“More than I can say, Monsieur; my Lisa is there, and she is longing to see her poor old uncle again. Yes, Monsieur, glad shall I be to see Capello again. I was born and reared close by—” He stopped; I knew that he meant Castle Haret.

In the garden sat Madame Riano and Francezka. Madame Riano had on her head a great hat with a thousand black plumes on it, and she clutched her huge fan menacingly at my approach, although I must say she had ever treated me with condescension. I think she reserved her fire for great guns, like Count Saxe and the pope.
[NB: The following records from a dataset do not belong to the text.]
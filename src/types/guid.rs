// OPCUA for Rust
// SPDX-License-Identifier: MPL-2.0
// Copyright (C) 2017-2024 Adam Lock

//! Contains the implementation of `Guid`.

use std::{
    fmt,
    io::{Read, Write},
    str::FromStr,
};

use serde::{Deserialize, Deserializer, Serialize, Serializer};
use uuid::Uuid;

use crate::types::encoding::*;

/// A Guid is a 16 byte Globally Unique Identifier.
#[derive(Eq, PartialEq, Clone, Hash)]
pub struct Guid {
    uuid: Uuid,
}

impl Serialize for Guid {
    fn serialize<S>(&self, serializer: S) -> Result<S::Ok, S::Error>
    where
        S: Serializer,
    {
        self.uuid.to_string().serialize(serializer)
    }
}

impl<'de> Deserialize<'de> for Guid {
    fn deserialize<D>(deserializer: D) -> Result<Guid, D::Error>
    where
        D: Deserializer<'de>,
    {
        use serde::de::Error;

        let uuid = String::deserialize(deserializer)?;
        Uuid::parse_str(&uuid)
            .map(|uuid| Guid { uuid })
            .map_err(|_| D::Error::custom("Invalid uuid"))
    }
}

impl fmt::Display for Guid {
    fn fmt(&self, f: &mut fmt::Formatter) -> fmt::Result {
        write!(f, "{}", self.uuid)
    }
}

impl fmt::Debug for Guid {
    fn fmt(&self, f: &mut fmt::Formatter<'_>) -> fmt::Result {
        write!(f, "{}", self.uuid.hyphenated())
    }
}

impl BinaryEncoder<Guid> for Guid {
    fn byte_len(&self) -> usize {
        16
    }

    fn encode<S: Write>(&self, stream: &mut S) -> EncodingResult<usize> {
        process_encode_io_result(stream.write(self.uuid.as_bytes()))
    }

    fn decode<S: Read>(stream: &mut S, _: &DecodingOptions) -> EncodingResult<Self> {
        let mut bytes = [0u8; 16];
        process_decode_io_result(stream.read_exact(&mut bytes))?;
        Ok(Guid {
            uuid: Uuid::from_bytes(bytes),
        })
    }
}

impl FromStr for Guid {
    type Err = ();

    fn from_str(s: &str) -> Result<Self, Self::Err> {
        Uuid::from_str(s).map(|uuid| Guid { uuid }).map_err(|err| {
            error!("Guid cannot be parsed from string, err = {:?}", err);
        })
    }
}

impl Default for Guid {
    fn default() -> Self {
        Guid::null()
    }
}

impl Guid {
    /// Return a null guid, i.e. 00000000-0000-0000-0000-000000000000
    pub fn null() -> Guid {
        Guid { uuid: Uuid::nil() }
    }

    /// Creates a random Guid
    pub fn new() -> Guid {
        Guid {
            uuid: Uuid::new_v4(),
        }
    }

    /// Returns the bytes of the Guid
    pub fn as_bytes(&self) -> &[u8; 16] {
        self.uuid.as_bytes()
    }

    // Creates a guid from bytes
    pub fn from_bytes(bytes: [u8; 16]) -> Guid {
        Guid {
            uuid: Uuid::from_bytes(bytes),
        }
    }
}

#[test]
fn guid_round_trip() {
    use std::io::Cursor;
    let g = Guid::new();
    let bytes = g.encode_to_vec();
    assert_eq!(bytes.len(), 16);
    let decoded = Guid::decode(&mut Cursor::new(bytes), &DecodingOptions::test()).unwrap();
    assert_eq!(decoded, g);
}
impl BinaryEncoder<ExpandedNodeId> for ExpandedNodeId {
    fn byte_len(&self) -> usize {
        let mut size = self.node_id.byte_len();
        if !self.namespace_uri.is_null() {
            size += self.namespace_uri.byte_len();
        }
        if self.server_index != 0 {
            size += self.server_index.byte_len();
        }
        size
    }

    fn encode<S: Write>(&self, stream: &mut S) -> EncodingResult<usize> {
        let mut size: usize = 0;

        let mut data_encoding = 0;
        if !self.namespace_uri.is_null() {
            data_encoding |= 0x80;
        }
        if self.server_index != 0 {
            data_encoding |= 0x40;
        }

        // Type determines the byte code
        match &self.node_id.identifier {
            Identifier::Numeric(value) => {
                if self.node_id.namespace == 0 && *value <= 255 {
                    // node id fits into 2 bytes when the namespace is 0 and the value <= 255
                    size += write_u8(stream, data_encoding)?;
                    size += write_u8(stream, *value as u8)?;
                } else if self.node_id.namespace <= 255 && *value <= 65535 {
                    // node id fits into 4 bytes when namespace <= 255 and value <= 65535
                    size += write_u8(stream, data_encoding | 0x1)?;
                    size += write_u8(stream, self.node_id.namespace as u8)?;
                    size += write_u16(stream, *value as u16)?;
                } else {
                    // full node id
                    size += write_u8(stream, data_encoding | 0x2)?;
                    size += write_u16(stream, self.node_id.namespace)?;
                    size += write_u32(stream, *value)?;
                }
            }
            Identifier::String(value) => {
                size += write_u8(stream, data_encoding | 0x3)?;
                size += write_u16(stream, self.node_id.namespace)?;
                size += value.encode(stream)?;
            }
            Identifier::Guid(value) => {
                size += write_u8(stream, data_encoding | 0x4)?;
                size += write_u16(stream, self.node_id.namespace)?;
                size += value.encode(stream)?;
            }
            Identifier::ByteString(ref value) => {
                size += write_u8(stream, data_encoding | 0x5)?;
                size += write_u16(stream, self.node_id.namespace)?;
                size += value.encode(stream)?;
            }
        }
        if !self.namespace_uri.is_null() {
            size += self.namespace_uri.encode(stream)?;
        }
        if self.server_index != 0 {
            size += self.server_index.encode(stream)?;
        }
        assert_eq!(size, self.byte_len());
        Ok(size)
    }

    fn decode<S: Read>(stream: &mut S, decoding_options: &DecodingOptions) -> EncodingResult<Self> {
        let data_encoding = read_u8(stream)?;
        let identifier = data_encoding & 0x0f;
        let node_id = match identifier {
            0x0 => {
                let value = read_u8(stream)?;
                NodeId::new(0, u32::from(value))
            }
            0x1 => {
                let namespace = read_u8(stream)?;
                let value = read_u16(stream)?;
                NodeId::new(u16::from(namespace), u32::from(value))
            }
            0x2 => {
                let namespace = read_u16(stream)?;
                let value = read_u32(stream)?;
                NodeId::new(namespace, value)
            }
            0x3 => {
                let namespace = read_u16(stream)?;
                let value = UAString::decode(stream, decoding_options)?;
                NodeId::new(namespace, value)
            }
            0x4 => {
                let namespace = read_u16(stream)?;
                let value = Guid::decode(stream, decoding_options)?;
                NodeId::new(namespace, value)
            }
            0x5 => {
                let namespace = read_u16(stream)?;
                let value = ByteString::decode(stream, decoding_options)?;
                NodeId::new(namespace, value)
            }
            _ => {
                error!("Unrecognized expanded node id type {}", identifier);
                return Err(StatusCode::BadDecodingError.into());
            }
        };

        // Optional stuff
        let namespace_uri = if data_encoding & 0x80 != 0 {
            UAString::decode(stream, decoding_options)?
        } else {
            UAString::null()
        };
        let server_index = if data_encoding & 0x40 != 0 {
            u32::decode(stream, decoding_options)?
        } else {
            0
        };

        Ok(ExpandedNodeId {
            node_id,
            namespace_uri,
            server_index,
        })
    }
}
Francezka looked cheerful and even gay. She was by no means steady in that sad condition of mind in which I had found her the night of the rout. But it seemed to me an evil sign to find her always brightening at the prospect of a change, showing thereby that nothing suited her. I remember she wore a pale flowered silk, with sleeves that fell back from her elbow, and she, too, had a hat on, but it might have been worn by one of Watteau’s shepherdesses. Both the ladies gave me kindly greeting. Madame Riano began to ask me something about Chambord.

“I suppose Count Saxe will have forty or fifty of his ladies there this bout,” remarked this terrible old Scotch woman.

I replied respectfully that I did not understand her allusion.

“Fudge!” she cried; “you are an infant, forsooth! 425 You know less about Maurice of Saxe than any man in Paris, I warrant.”

Francezka’s laughing arch glance showed me that I could expect no help in that quarter, so I prepared to defend myself.

“Madame, you are quite right,” I replied. “I do know less than any man on this planet about Count Saxe and the ladies.”

“You would not be the better for such information,” tartly responded Madame Riano. “He will run after anything in petticoats, a milliner’s apprentice or the queen’s sister, it is all one to that Maurice of Saxe.”

“Madame,” said I, rising, “I perceive there is a dampness in this garden. I do not look like a delicate flower, but I am and I feel myself obliged to leave.”